* _Assignment_
Among the records below, find the lines that contain "http" and copy each of them.

Stored data entries:
=====
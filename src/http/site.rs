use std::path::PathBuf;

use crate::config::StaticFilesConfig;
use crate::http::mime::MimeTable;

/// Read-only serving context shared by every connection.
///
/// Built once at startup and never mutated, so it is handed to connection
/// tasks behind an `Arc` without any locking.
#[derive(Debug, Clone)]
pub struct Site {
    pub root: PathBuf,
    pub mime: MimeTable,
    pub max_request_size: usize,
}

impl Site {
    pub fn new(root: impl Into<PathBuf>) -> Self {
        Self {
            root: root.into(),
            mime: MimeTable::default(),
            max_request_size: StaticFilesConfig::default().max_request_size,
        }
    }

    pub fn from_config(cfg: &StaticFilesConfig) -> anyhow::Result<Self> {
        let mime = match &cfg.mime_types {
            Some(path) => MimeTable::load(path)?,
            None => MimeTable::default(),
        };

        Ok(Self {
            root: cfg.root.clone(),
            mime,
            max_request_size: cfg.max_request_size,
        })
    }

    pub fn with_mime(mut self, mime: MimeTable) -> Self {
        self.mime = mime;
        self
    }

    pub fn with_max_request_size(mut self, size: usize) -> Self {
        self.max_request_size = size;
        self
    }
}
=====
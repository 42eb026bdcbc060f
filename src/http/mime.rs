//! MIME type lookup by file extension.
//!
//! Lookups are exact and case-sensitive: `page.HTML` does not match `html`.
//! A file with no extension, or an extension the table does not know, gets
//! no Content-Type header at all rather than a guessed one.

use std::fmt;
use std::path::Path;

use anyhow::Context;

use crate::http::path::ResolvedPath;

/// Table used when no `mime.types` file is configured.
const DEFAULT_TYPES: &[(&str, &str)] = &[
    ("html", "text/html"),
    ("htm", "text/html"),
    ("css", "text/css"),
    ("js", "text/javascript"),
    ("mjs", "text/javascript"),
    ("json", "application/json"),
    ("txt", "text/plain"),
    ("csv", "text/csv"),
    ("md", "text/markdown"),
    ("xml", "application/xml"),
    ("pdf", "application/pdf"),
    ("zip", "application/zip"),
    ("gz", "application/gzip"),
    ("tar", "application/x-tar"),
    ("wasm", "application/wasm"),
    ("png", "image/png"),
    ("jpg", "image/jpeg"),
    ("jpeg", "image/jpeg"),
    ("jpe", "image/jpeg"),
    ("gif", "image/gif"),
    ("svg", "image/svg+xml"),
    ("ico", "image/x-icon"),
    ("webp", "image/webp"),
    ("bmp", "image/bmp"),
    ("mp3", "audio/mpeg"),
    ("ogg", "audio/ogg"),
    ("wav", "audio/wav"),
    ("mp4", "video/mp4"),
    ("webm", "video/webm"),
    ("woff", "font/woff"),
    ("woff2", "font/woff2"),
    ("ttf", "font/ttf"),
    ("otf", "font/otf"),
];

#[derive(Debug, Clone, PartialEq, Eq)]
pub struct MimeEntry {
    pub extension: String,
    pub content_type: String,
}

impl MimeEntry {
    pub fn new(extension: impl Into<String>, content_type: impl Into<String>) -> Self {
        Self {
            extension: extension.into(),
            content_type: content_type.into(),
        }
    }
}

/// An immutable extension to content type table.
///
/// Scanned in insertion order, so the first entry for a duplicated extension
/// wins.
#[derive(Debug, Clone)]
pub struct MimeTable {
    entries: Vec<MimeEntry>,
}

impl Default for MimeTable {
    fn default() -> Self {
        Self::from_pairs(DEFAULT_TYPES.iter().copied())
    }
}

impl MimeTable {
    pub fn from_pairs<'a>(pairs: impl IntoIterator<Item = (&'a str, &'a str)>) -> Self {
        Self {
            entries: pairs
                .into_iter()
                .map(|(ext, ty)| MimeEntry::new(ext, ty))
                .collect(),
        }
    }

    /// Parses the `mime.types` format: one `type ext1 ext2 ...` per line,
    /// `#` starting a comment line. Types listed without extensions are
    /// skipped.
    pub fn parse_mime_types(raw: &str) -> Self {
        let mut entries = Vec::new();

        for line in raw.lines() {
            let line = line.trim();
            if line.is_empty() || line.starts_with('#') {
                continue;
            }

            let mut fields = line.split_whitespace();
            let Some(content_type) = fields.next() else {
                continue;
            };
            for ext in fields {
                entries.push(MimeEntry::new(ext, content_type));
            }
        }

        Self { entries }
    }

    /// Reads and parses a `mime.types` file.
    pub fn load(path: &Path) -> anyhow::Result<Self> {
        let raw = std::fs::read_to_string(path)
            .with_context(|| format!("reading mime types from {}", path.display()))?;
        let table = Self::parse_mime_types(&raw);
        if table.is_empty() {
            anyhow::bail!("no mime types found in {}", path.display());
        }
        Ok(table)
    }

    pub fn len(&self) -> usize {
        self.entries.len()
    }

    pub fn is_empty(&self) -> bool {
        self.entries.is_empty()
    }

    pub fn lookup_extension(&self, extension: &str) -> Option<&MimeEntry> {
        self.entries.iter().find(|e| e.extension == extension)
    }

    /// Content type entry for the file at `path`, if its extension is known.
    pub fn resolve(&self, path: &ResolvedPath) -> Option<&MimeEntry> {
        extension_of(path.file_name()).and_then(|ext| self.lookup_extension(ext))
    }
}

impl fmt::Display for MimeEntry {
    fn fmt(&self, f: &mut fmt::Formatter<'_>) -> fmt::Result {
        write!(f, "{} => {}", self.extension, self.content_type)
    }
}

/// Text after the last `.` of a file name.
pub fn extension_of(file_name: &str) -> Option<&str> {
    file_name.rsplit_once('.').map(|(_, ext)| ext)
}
=====
* _Written response_
filename src/http/site.rs
use crate::http::mime::MimeTable;
filename src/http/mime.rs
use crate::http::path::ResolvedPath;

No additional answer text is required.